[Stored items from a collection]

- - - -

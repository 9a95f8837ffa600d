// src/summary/mod.rs
//! SummaryClient: sends prompt payloads to an LLM backend with bounded
//! retries and continuation of truncated completions.
//!
//! Backends only do one remote call each; retry, continuation and empty-output
//! policy live here so every backend (and the test doubles) share them.

pub mod gemini;
pub mod openai;

use std::sync::Arc;
use std::time::Duration;

use async_trait::async_trait;
use metrics::counter;

use crate::config::digest::{Provider, SummarySection};
use crate::error::SummaryError;
use crate::prompt::PromptPayload;
use crate::retry::{with_retry, RetryPolicy};

pub use gemini::GeminiBackend;
pub use openai::OpenAiBackend;

const CONTINUE_PROMPT: &str =
    "Your previous answer was cut off. Continue exactly where you stopped; do not repeat earlier text.";

#[derive(Debug, Clone, Copy, PartialEq, Eq)]
pub enum Role {
    User,
    Assistant,
}

#[derive(Debug, Clone, PartialEq, Eq)]
pub struct Message {
    pub role: Role,
    pub content: String,
}

impl Message {
    pub fn user(content: impl Into<String>) -> Self {
        Self {
            role: Role::User,
            content: content.into(),
        }
    }

    pub fn assistant(content: impl Into<String>) -> Self {
        Self {
            role: Role::Assistant,
            content: content.into(),
        }
    }
}

/// One backend call.
#[derive(Debug, Clone)]
pub struct LlmRequest<'a> {
    pub system: &'a str,
    pub messages: &'a [Message],
}

/// Raw backend output. `truncated` is set when the backend stopped on its
/// output-token limit.
#[derive(Debug, Clone, PartialEq, Eq)]
pub struct Completion {
    pub text: String,
    pub truncated: bool,
}

/// Low-level provider: does a *real* remote call. Separated so the same
/// retry/continuation wrapper serves production and tests.
#[async_trait]
pub trait LlmBackend: Send + Sync {
    async fn complete(
        &self,
        request: &LlmRequest<'_>,
        api_key: &str,
    ) -> Result<Completion, SummaryError>;
    fn name(&self) -> &'static str;
}

pub type DynBackend = Arc<dyn LlmBackend>;

/// Deterministic backend for offline runs (`DIGEST_TEST_MODE=mock`).
#[derive(Clone)]
pub struct MockBackend {
    pub fixed: String,
}

impl Default for MockBackend {
    fn default() -> Self {
        Self {
            fixed: "## Mock\n\n- Digest produced by the offline mock backend.".to_string(),
        }
    }
}

#[async_trait]
impl LlmBackend for MockBackend {
    async fn complete(
        &self,
        _request: &LlmRequest<'_>,
        _api_key: &str,
    ) -> Result<Completion, SummaryError> {
        Ok(Completion {
            text: self.fixed.clone(),
            truncated: false,
        })
    }
    fn name(&self) -> &'static str {
        "mock"
    }
}

/// Factory: build the backend named in config (after `DIGEST_TEST_MODE`).
pub fn build_backend(cfg: &SummarySection) -> anyhow::Result<DynBackend> {
    let timeout = Duration::from_secs(cfg.timeout_secs);
    Ok(match cfg.effective_provider() {
        Provider::Gemini => Arc::new(GeminiBackend::new(
            &cfg.model(),
            timeout,
            cfg.max_output_tokens,
        )?),
        Provider::OpenAi => Arc::new(OpenAiBackend::new(
            &cfg.model(),
            timeout,
            cfg.max_output_tokens,
        )?),
        Provider::Mock => Arc::new(MockBackend::default()),
    })
}

pub struct SummaryClient {
    backend: DynBackend,
    retry: RetryPolicy,
    max_continuations: u8,
}

impl SummaryClient {
    pub fn new(backend: DynBackend, retry: RetryPolicy) -> Self {
        Self {
            backend,
            retry,
            max_continuations: 2,
        }
    }

    pub fn with_continuations(mut self, n: u8) -> Self {
        self.max_continuations = n;
        self
    }

    pub fn backend_name(&self) -> &'static str {
        self.backend.name()
    }

    async fn complete_once(
        &self,
        system: &str,
        messages: &[Message],
        api_key: &str,
    ) -> Result<Completion, SummaryError> {
        let request = LlmRequest { system, messages };
        with_retry(&self.retry, "summary call", SummaryError::is_retryable, |attempt| {
            let request = &request;
            async move {
                counter!("digest_summary_attempts_total").increment(1);
                tracing::debug!(target: "summary", backend = self.backend.name(), attempt, "calling backend");
                let c = self.backend.complete(request, api_key).await?;
                if c.text.trim().is_empty() && !c.truncated {
                    return Err(SummaryError::EmptyCompletion);
                }
                Ok(c)
            }
        })
        .await
    }

    /// Send `payload` and return the model text. Fails instead of returning
    /// an empty or invented summary.
    pub async fn summarize(
        &self,
        payload: &PromptPayload,
        api_key: &str,
    ) -> Result<String, SummaryError> {
        if api_key.trim().is_empty() {
            return Err(SummaryError::AuthInvalid);
        }

        let mut messages = vec![Message::user(payload.text.clone())];
        let mut out = String::new();
        let mut round = 0u8;
        loop {
            let c = self.complete_once(&payload.system, &messages, api_key).await?;
            out.push_str(&c.text);
            if !c.truncated {
                break;
            }
            if round >= self.max_continuations {
                tracing::warn!(
                    target: "summary",
                    continuations = round,
                    "completion still truncated, keeping partial text"
                );
                break;
            }
            round += 1;
            messages.push(Message::assistant(c.text));
            messages.push(Message::user(CONTINUE_PROMPT));
        }

        let out = out.trim().to_string();
        if out.is_empty() {
            return Err(SummaryError::EmptyCompletion);
        }
        tracing::info!(
            target: "summary",
            backend = self.backend.name(),
            prompt_chars = payload.text.chars().count(),
            reply_chars = out.chars().count(),
            continuations = round,
            "summary received"
        );
        Ok(out)
    }
}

- - - -

Could you return every record above exactly as written?

**Solution**
repository 9a95f8837ffa600d
// src/summary/mod.rs
//! SummaryClient: sends prompt payloads to an LLM backend with bounded
//! retries and continuation of truncated completions.
//!
//! Backends only do one remote call each; retry, continuation and empty-output
//! policy live here so every backend (and the test doubles) share them.

pub mod gemini;
pub mod openai;

use std::sync::Arc;
use std::time::Duration;

use async_trait::async_trait;
use metrics::counter;

use crate::config::digest::{Provider, SummarySection};
use crate::error::SummaryError;
use crate::prompt::PromptPayload;
use crate::retry::{with_retry, RetryPolicy};

pub use gemini::GeminiBackend;
pub use openai::OpenAiBackend;

const CONTINUE_PROMPT: &str =
    "Your previous answer was cut off. Continue exactly where you stopped; do not repeat earlier text.";

#[derive(Debug, Clone, Copy, PartialEq, Eq)]
pub enum Role {
    User,
    Assistant,
}

#[derive(Debug, Clone, PartialEq, Eq)]
pub struct Message {
    pub role: Role,
    pub content: String,
}

impl Message {
    pub fn user(content: impl Into<String>) -> Self {
        Self {
            role: Role::User,
            content: content.into(),
        }
    }

    pub fn assistant(content: impl Into<String>) -> Self {
        Self {
            role: Role::Assistant,
            content: content.into(),
        }
    }
}

/// One backend call.
#[derive(Debug, Clone)]
pub struct LlmRequest<'a> {
    pub system: &'a str,
    pub messages: &'a [Message],
}

/// Raw backend output. `truncated` is set when the backend stopped on its
/// output-token limit.
#[derive(Debug, Clone, PartialEq, Eq)]
pub struct Completion {
    pub text: String,
    pub truncated: bool,
}

/// Low-level provider: does a *real* remote call. Separated so the same
/// retry/continuation wrapper serves production and tests.
#[async_trait]
pub trait LlmBackend: Send + Sync {
    async fn complete(
        &self,
        request: &LlmRequest<'_>,
        api_key: &str,
    ) -> Result<Completion, SummaryError>;
    fn name(&self) -> &'static str;
}

pub type DynBackend = Arc<dyn LlmBackend>;

/// Deterministic backend for offline runs (`DIGEST_TEST_MODE=mock`).
#[derive(Clone)]
pub struct MockBackend {
    pub fixed: String,
}

impl Default for MockBackend {
    fn default() -> Self {
        Self {
            fixed: "## Mock\n\n- Digest produced by the offline mock backend.".to_string(),
        }
    }
}

#[async_trait]
impl LlmBackend for MockBackend {
    async fn complete(
        &self,
        _request: &LlmRequest<'_>,
        _api_key: &str,
    ) -> Result<Completion, SummaryError> {
        Ok(Completion {
            text: self.fixed.clone(),
            truncated: false,
        })
    }
    fn name(&self) -> &'static str {
        "mock"
    }
}

/// Factory: build the backend named in config (after `DIGEST_TEST_MODE`).
pub fn build_backend(cfg: &SummarySection) -> anyhow::Result<DynBackend> {
    let timeout = Duration::from_secs(cfg.timeout_secs);
    Ok(match cfg.effective_provider() {
        Provider::Gemini => Arc::new(GeminiBackend::new(
            &cfg.model(),
            timeout,
            cfg.max_output_tokens,
        )?),
        Provider::OpenAi => Arc::new(OpenAiBackend::new(
            &cfg.model(),
            timeout,
            cfg.max_output_tokens,
        )?),
        Provider::Mock => Arc::new(MockBackend::default()),
    })
}

pub struct SummaryClient {
    backend: DynBackend,
    retry: RetryPolicy,
    max_continuations: u8,
}

impl SummaryClient {
    pub fn new(backend: DynBackend, retry: RetryPolicy) -> Self {
        Self {
            backend,
            retry,
            max_continuations: 2,
        }
    }

    pub fn with_continuations(mut self, n: u8) -> Self {
        self.max_continuations = n;
        self
    }

    pub fn backend_name(&self) -> &'static str {
        self.backend.name()
    }

    async fn complete_once(
        &self,
        system: &str,
        messages: &[Message],
        api_key: &str,
    ) -> Result<Completion, SummaryError> {
        let request = LlmRequest { system, messages };
        with_retry(&self.retry, "summary call", SummaryError::is_retryable, |attempt| {
            let request = &request;
            async move {
                counter!("digest_summary_attempts_total").increment(1);
                tracing::debug!(target: "summary", backend = self.backend.name(), attempt, "calling backend");
                let c = self.backend.complete(request, api_key).await?;
                if c.text.trim().is_empty() && !c.truncated {
                    return Err(SummaryError::EmptyCompletion);
                }
                Ok(c)
            }
        })
        .await
    }

    /// Send `payload` and return the model text. Fails instead of returning
    /// an empty or invented summary.
    pub async fn summarize(
        &self,
        payload: &PromptPayload,
        api_key: &str,
    ) -> Result<String, SummaryError> {
        if api_key.trim().is_empty() {
            return Err(SummaryError::AuthInvalid);
        }

        let mut messages = vec![Message::user(payload.text.clone())];
        let mut out = String::new();
        let mut round = 0u8;
        loop {
            let c = self.complete_once(&payload.system, &messages, api_key).await?;
            out.push_str(&c.text);
            if !c.truncated {
                break;
            }
            if round >= self.max_continuations {
                tracing::warn!(
                    target: "summary",
                    continuations = round,
                    "completion still truncated, keeping partial text"
                );
                break;
            }
            round += 1;
            messages.push(Message::assistant(c.text));
            messages.push(Message::user(CONTINUE_PROMPT));
        }

        let out = out.trim().to_string();
        if out.is_empty() {
            return Err(SummaryError::EmptyCompletion);
        }
        tracing::info!(
            target: "summary",
            backend = self.backend.name(),
            prompt_chars = payload.text.chars().count(),
            reply_chars = out.chars().count(),
            continuations = round,
            "summary received"
        );
        Ok(out)
    }
}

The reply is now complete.